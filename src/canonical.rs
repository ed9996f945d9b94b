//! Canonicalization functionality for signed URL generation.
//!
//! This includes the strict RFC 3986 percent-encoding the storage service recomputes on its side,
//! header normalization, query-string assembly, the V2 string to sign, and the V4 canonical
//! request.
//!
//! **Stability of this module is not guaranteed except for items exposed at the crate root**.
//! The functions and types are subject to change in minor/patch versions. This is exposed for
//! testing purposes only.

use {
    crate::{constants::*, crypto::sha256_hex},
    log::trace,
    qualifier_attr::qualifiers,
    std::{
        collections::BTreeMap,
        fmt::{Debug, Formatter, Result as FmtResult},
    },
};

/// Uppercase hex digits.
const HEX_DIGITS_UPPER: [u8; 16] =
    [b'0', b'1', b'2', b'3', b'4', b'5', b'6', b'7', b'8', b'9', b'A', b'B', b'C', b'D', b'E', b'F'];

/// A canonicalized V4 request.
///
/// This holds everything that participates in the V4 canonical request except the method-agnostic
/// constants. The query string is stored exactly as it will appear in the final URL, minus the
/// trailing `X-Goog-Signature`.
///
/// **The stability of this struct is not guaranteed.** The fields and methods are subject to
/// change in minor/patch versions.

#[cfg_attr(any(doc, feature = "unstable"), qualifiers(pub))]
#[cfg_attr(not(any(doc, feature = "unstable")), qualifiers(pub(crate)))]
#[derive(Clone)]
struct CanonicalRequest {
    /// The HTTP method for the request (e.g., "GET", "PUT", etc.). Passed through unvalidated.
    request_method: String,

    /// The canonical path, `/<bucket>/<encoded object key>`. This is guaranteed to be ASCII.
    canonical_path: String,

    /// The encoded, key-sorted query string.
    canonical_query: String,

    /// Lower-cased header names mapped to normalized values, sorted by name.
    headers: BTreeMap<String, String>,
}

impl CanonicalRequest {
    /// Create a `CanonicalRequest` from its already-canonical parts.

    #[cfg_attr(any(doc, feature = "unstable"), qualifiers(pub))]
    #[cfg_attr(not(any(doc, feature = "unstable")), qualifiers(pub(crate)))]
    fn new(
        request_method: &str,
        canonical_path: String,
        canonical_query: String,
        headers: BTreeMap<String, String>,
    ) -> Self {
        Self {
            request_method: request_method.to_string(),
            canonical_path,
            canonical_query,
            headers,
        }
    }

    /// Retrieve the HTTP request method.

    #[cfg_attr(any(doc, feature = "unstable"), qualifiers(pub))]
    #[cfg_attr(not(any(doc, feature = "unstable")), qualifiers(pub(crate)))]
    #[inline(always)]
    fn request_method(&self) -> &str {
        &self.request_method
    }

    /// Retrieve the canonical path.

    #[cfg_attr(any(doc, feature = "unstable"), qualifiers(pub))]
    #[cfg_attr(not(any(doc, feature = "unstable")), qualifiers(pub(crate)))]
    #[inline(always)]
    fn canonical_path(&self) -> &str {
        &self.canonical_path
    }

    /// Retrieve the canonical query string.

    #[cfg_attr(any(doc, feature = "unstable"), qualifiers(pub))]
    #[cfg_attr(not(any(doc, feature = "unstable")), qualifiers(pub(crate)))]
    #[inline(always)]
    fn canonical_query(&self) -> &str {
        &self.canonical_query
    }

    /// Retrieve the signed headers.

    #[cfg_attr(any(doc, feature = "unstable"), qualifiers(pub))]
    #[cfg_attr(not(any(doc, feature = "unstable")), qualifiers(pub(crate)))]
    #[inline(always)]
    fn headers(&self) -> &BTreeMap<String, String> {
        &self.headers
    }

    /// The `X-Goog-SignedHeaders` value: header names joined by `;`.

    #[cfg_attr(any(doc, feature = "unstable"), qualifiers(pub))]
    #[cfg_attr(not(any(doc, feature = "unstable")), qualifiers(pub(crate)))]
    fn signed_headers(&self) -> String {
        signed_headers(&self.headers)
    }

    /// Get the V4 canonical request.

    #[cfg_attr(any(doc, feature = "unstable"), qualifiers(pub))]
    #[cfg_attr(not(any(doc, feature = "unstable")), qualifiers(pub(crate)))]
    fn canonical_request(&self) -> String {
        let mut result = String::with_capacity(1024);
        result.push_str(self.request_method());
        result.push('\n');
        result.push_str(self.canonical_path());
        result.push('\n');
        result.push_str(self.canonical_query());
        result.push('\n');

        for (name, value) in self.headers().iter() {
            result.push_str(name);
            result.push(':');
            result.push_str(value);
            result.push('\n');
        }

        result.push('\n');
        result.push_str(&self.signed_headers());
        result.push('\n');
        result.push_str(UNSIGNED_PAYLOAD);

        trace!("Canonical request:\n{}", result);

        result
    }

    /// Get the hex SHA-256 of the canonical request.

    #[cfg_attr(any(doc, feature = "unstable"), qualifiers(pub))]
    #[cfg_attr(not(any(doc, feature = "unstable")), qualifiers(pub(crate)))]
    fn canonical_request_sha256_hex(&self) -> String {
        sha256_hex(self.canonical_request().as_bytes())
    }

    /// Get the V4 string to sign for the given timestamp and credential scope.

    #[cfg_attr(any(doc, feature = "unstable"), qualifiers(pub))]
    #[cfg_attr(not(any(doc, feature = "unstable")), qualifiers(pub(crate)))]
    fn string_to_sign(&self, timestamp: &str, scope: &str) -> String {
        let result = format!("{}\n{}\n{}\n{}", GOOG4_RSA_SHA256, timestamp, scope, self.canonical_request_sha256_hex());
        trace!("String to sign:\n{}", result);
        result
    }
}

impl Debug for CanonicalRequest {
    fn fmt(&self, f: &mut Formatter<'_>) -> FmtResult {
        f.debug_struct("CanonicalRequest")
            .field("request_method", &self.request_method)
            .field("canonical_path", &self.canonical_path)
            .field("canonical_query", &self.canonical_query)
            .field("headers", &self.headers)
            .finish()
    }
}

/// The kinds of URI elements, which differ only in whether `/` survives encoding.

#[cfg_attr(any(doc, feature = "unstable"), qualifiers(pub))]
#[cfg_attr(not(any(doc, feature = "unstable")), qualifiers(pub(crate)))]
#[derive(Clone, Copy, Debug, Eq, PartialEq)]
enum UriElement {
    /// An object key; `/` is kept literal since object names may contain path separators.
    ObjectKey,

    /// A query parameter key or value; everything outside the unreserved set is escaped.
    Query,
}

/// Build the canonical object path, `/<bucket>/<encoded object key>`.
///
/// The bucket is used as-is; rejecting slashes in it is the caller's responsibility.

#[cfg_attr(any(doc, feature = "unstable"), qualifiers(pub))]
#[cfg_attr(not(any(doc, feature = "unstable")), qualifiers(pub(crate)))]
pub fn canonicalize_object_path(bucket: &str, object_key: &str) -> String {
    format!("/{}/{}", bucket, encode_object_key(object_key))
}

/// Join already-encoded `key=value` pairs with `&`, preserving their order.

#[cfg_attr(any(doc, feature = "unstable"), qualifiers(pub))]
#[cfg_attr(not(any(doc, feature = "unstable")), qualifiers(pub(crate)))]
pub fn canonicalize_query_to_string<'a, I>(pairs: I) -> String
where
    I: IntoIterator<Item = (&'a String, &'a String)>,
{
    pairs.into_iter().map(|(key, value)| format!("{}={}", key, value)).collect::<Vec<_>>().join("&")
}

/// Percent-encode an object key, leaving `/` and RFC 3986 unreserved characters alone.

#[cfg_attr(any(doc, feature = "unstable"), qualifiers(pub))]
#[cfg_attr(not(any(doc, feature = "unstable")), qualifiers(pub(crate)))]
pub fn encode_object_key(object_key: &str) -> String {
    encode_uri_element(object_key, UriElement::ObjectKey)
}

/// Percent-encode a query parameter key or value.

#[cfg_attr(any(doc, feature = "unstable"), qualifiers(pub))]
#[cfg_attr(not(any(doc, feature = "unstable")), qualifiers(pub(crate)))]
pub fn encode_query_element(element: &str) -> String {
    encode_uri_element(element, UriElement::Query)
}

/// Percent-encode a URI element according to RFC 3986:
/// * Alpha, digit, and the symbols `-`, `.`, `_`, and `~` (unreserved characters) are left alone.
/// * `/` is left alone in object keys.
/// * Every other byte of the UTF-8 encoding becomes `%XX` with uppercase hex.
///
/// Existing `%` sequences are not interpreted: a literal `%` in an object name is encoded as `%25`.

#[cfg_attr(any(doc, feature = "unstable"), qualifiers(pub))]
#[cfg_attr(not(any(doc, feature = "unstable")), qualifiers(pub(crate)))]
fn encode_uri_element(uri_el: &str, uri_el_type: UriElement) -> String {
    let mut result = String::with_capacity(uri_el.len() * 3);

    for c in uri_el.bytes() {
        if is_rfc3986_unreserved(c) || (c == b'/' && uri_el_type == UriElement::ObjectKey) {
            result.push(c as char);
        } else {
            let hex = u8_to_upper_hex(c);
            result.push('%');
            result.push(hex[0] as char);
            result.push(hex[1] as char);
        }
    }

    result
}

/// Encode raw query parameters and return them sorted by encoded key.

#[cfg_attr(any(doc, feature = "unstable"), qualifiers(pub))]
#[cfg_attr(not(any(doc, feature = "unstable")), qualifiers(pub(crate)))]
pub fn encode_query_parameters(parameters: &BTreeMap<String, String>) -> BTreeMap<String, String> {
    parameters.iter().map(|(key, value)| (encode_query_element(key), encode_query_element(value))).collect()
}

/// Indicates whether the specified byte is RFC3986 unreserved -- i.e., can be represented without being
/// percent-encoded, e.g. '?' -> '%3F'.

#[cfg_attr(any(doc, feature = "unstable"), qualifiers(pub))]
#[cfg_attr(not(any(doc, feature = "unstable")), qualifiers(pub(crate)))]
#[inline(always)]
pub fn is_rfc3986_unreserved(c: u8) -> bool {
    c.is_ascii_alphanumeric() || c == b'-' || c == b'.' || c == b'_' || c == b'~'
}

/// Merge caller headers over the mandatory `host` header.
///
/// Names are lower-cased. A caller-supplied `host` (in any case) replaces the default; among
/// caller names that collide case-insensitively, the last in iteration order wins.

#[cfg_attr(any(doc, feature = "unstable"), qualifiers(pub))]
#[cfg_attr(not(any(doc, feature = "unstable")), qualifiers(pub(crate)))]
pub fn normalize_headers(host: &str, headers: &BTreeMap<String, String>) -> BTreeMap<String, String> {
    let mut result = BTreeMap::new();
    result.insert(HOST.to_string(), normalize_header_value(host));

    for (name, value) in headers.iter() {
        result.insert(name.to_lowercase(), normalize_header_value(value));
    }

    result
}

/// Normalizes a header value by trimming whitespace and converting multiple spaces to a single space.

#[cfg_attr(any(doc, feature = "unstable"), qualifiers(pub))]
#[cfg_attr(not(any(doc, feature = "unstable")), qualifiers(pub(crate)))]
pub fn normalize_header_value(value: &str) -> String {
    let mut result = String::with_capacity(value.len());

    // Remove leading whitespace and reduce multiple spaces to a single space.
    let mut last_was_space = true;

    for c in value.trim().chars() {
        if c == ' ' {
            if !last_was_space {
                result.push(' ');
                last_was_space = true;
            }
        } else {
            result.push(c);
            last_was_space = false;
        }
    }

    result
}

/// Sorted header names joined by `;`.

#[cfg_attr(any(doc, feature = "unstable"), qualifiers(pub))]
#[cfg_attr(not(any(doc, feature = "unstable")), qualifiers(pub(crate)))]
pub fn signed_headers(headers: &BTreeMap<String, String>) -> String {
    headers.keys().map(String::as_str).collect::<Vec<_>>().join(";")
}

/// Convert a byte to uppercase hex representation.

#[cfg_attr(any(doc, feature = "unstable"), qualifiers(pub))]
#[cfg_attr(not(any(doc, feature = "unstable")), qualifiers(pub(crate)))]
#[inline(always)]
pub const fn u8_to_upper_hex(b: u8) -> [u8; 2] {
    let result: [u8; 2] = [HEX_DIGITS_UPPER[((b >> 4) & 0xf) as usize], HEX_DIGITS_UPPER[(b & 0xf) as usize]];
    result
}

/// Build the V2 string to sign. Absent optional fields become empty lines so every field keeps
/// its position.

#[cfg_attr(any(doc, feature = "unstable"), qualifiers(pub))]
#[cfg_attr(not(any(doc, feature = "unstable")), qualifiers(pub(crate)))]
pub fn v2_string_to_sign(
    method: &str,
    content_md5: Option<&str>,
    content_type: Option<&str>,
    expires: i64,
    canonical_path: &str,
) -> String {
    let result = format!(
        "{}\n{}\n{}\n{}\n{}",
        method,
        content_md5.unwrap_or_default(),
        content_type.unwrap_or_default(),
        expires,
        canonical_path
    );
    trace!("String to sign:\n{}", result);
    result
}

* * * * * * *

◆ **Activity**
When a line among the entries contains "single", pull that line out.

◆ **The completed task**
/// Normalizes a header value by trimming whitespace and converting multiple spaces to a single space.
    // Remove leading whitespace and reduce multiple spaces to a single space.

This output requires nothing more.